Interesting observation from a recent coastal Maine transplant with Connecticut Valley roots — an upright lady and former Recorder scribe with no reason for or history of, um, lying. But what the new South Amherst resident witnessed definitely left an impression. She was stunned.

The sighting occurred on a Sunday-afternoon drive with her 13-year-old son; traveling north on Amherst’s Northeast Street, perhaps a mile from the Main Street intersection — from the sounds of it, not far from the estate of Stan and Dot Gawle of Shelburne fame. Following a BMW Z3 convertible with its top down on a pleasant fall day, the mother and son caught something out of the corner of their eyes, a large animal bounding through farmland on the east side of the road and racing across the road, forcing the Beemer to pull to right and stop to avoid hitting it.

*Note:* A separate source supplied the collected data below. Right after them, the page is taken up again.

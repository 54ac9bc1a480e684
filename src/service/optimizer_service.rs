// optimizer_service.rs

use amiquip::{
    Connection, ConsumerMessage, ConsumerOptions, Exchange, Publish, QueueDeclareOptions,
    Result as AmiquipResult,
};
use std::error::Error;
use std::sync::{Arc, Mutex};
use tokio::runtime::Handle;
use tokio::task;

use crate::config::ServiceConfig;
use crate::control_system::traffic_light_controller::TrafficLightController;
use crate::error::OptimizeResult;
use crate::monitoring::report::log_allocation;
use crate::optimizer::optimize_with_timeout;
use crate::shared_data::{Allocation, DemandReport, SignalPlan};

/// Optimizes one report and lays the result out as a plan for its intersection.
pub async fn process_report(
    report: &DemandReport,
    config: &ServiceConfig,
) -> OptimizeResult<(Allocation, SignalPlan)> {
    let allocation = optimize_with_timeout(
        report.readings.clone(),
        config.cycle.clone(),
        config.solve_timeout(),
    )
    .await?;
    let plan = SignalPlan::from_allocation(&report.intersection, report.timestamp, &allocation);
    Ok((allocation, plan))
}

pub fn decode_report(body: &[u8]) -> Result<DemandReport, serde_json::Error> {
    serde_json::from_slice(body)
}

/// Consumes demand reports and publishes a signal plan for each one that solves.
///
/// Reports that fail to decode or optimize are logged and acknowledged; the
/// service never retries them.
pub async fn start_optimizer_service(
    config: ServiceConfig,
    controller: Arc<Mutex<TrafficLightController>>,
) -> Result<(), Box<dyn Error>> {
    let handle = Handle::current();
    task::spawn_blocking(move || -> AmiquipResult<()> {
        let mut connection = Connection::insecure_open(&config.amqp_url)?;
        let channel = connection.open_channel(None)?;
        let exchange = Exchange::direct(&channel);
        let demand_queue =
            channel.queue_declare(config.demand_queue.as_str(), QueueDeclareOptions::default())?;
        let consumer = demand_queue.consume(ConsumerOptions::default())?;
        channel.queue_declare(config.plan_queue.as_str(), QueueDeclareOptions::default())?;
        log::info!(
            "[OptimizerService] Waiting for demand reports on '{}'...",
            config.demand_queue
        );

        for message in consumer.receiver() {
            match message {
                ConsumerMessage::Delivery(delivery) => {
                    match decode_report(&delivery.body) {
                        Ok(report) => {
                            log::debug!("[OptimizerService] Got DemandReport: {:?}", report);
                            match handle.block_on(process_report(&report, &config)) {
                                Ok((allocation, plan)) => {
                                    if let Err(e) = log_allocation(
                                        &config.plan_log_path,
                                        &report.intersection,
                                        report.timestamp,
                                        &allocation,
                                    ) {
                                        log::error!("Error logging allocation: {}", e);
                                    }
                                    match serde_json::to_string(&plan) {
                                        Ok(plan_json) => {
                                            exchange.publish(Publish::new(
                                                plan_json.as_bytes(),
                                                config.plan_queue.as_str(),
                                            ))?;
                                            log::info!(
                                                "[OptimizerService] Published plan for {} ({} phases)",
                                                plan.intersection,
                                                plan.phases.len()
                                            );
                                        }
                                        Err(e) => log::error!("Error encoding plan: {}", e),
                                    }
                                    match controller.lock() {
                                        Ok(mut ctrl) => ctrl.apply_plan(plan),
                                        Err(_) => log::error!("Controller lock poisoned"),
                                    }
                                }
                                Err(e) => log::warn!(
                                    "[OptimizerService] No plan for {}: {}",
                                    report.intersection,
                                    e
                                ),
                            }
                        }
                        Err(e) => log::warn!("[OptimizerService] Undecodable demand report: {}", e),
                    }
                    consumer.ack(delivery)?;
                }
                other => {
                    log::info!("[OptimizerService] Consumer ended: {:?}", other);
                    break;
                }
            }
        }
        connection.close()
    })
    .await??;
    Ok(())
}

/// Publishes one demand report to the configured demand queue.
pub fn publish_demand_report(config: &ServiceConfig, report: &DemandReport) -> AmiquipResult<()> {
    let mut connection = Connection::insecure_open(&config.amqp_url)?;
    let channel = connection.open_channel(None)?;
    let exchange = Exchange::direct(&channel);
    channel.queue_declare(config.demand_queue.as_str(), QueueDeclareOptions::default())?;
    match serde_json::to_string(report) {
        Ok(payload) => {
            exchange.publish(Publish::new(payload.as_bytes(), config.demand_queue.as_str()))?;
        }
        Err(e) => log::error!("Error encoding demand report: {}", e),
    }
    connection.close()
}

Once safely across the road, the critter moved through farmland on the west side of the road, toward UMass’ Fraternity/Sorority Park, before disappearing over a rise and into a patch of woods.

Yep, you guessed it, another Eastern cougar sighting, this one not 10 miles as a crow flies from the Quabbin Reservation, where documented cougar evidence was confirmed in 1990s. The woman figures she had six seconds to study the animal, “long enough to really stare,” and what she saw was incredible.

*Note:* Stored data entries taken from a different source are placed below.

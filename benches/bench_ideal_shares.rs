use criterion::{black_box, criterion_group, criterion_main, BenchmarkId, Criterion};

use signal_timing::{ideal_shares, DemandVector};

fn generate_demand(n: usize) -> DemandVector {
    (0..n)
        .map(|i| (format!("Phase_{}", i), 10.0 + (i % 10) as f64 * 7.0))
        .collect()
}

fn bench_ideal_shares(c: &mut Criterion) {
    let mut group = c.benchmark_group("ideal_shares");
    for &size in [4, 50, 200].iter() {
        let demand = generate_demand(size);
        group.bench_with_input(BenchmarkId::from_parameter(size), &size, |b, &_size| {
            b.iter(|| black_box(ideal_shares(black_box(&demand), 120.0)));
        });
    }
    group.finish();
}

criterion_group!(benches, bench_ideal_shares);
criterion_main!(benches);
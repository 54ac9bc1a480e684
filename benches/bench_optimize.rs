// benches/bench_optimize.rs
use criterion::{
    black_box, criterion_group, criterion_main, AxisScale, BenchmarkId, Criterion,
    PlotConfiguration,
};
use rand::rngs::StdRng;
use rand::{Rng, SeedableRng};
use std::time::Duration;

use signal_timing::{optimize, CycleConfig, DemandVector};

/// Random whole-vehicle demand for `n` phases named "Phase_{i}".
fn generate_demand(n: usize, rng: &mut StdRng) -> DemandVector {
    (0..n)
        .map(|i| (format!("Phase_{}", i), rng.random_range(1.0..120.0_f64).round()))
        .collect()
}

fn bench_optimize(c: &mut Criterion) {
    let mut group = c.benchmark_group("optimize");
    group.sample_size(100);
    group.measurement_time(Duration::from_secs(5));
    group.warm_up_time(Duration::from_secs(2));
    group.plot_config(PlotConfiguration::default().summary_scale(AxisScale::Linear));

    let mut rng = StdRng::seed_from_u64(42);
    // Cycle grows with the phase count so the 5s minimum always fits.
    for &size in [4, 8, 16, 32].iter() {
        let demand = generate_demand(size, &mut rng);
        let config = CycleConfig::new(size as f64 * 30.0, 5.0);
        group.bench_with_input(BenchmarkId::new("directions", size), &size, |b, &_size| {
            b.iter(|| {
                let allocation = optimize(black_box(&demand), black_box(&config));
                black_box(allocation)
            });
        });
    }
    group.finish();
}

criterion_group!(benches, bench_optimize);
criterion_main!(benches);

“It was a tannish/light-brown animal about 7-8 feet long — maybe a little longer?? — including tail, which was outstretched and long,” she wrote in an e-mail. “The animal was maybe three feet tall, but outstretched and running, so hard to tell.”

She went on to describe the creature as having a “cat-like profile on its head with some kind of darker coloring edging the face, but I was focused on the length so didn’t look closely at that. It had a taut body with a shape that reminded me of a small lion.”

Admittedly no wildlife expert, she assumed at first she must have seen a bobcat but was troubled by that identification, so much so that she decided to do some online research upon returning home. She pulled up pictures and “realized that what I saw didn’t look a thing like a bobcat — wrong coloring, no stripes, way too big, no fluffy face — so I checked out profiles of cougars and — bingo! — that was it.” She called to her son for confirmation and he agreed they had seen a cougar.

Like many others, our latest witness took it upon herself to report the sighting to “a state wildlife office, and they could not have been less interested. I didn’t mention I saw it about a mile or two from two elementary schools.”

You get the feeling that one of these days the authorities will have no choice but to accept such a sighting as real. It’ll probably require a road-kill, and even then they’ll write it off as an escaped pet.

This witness described what she saw as exciting, and although she’d be the first to admit her limited wildlife acumen, “I know it was no damn house cat or dog.”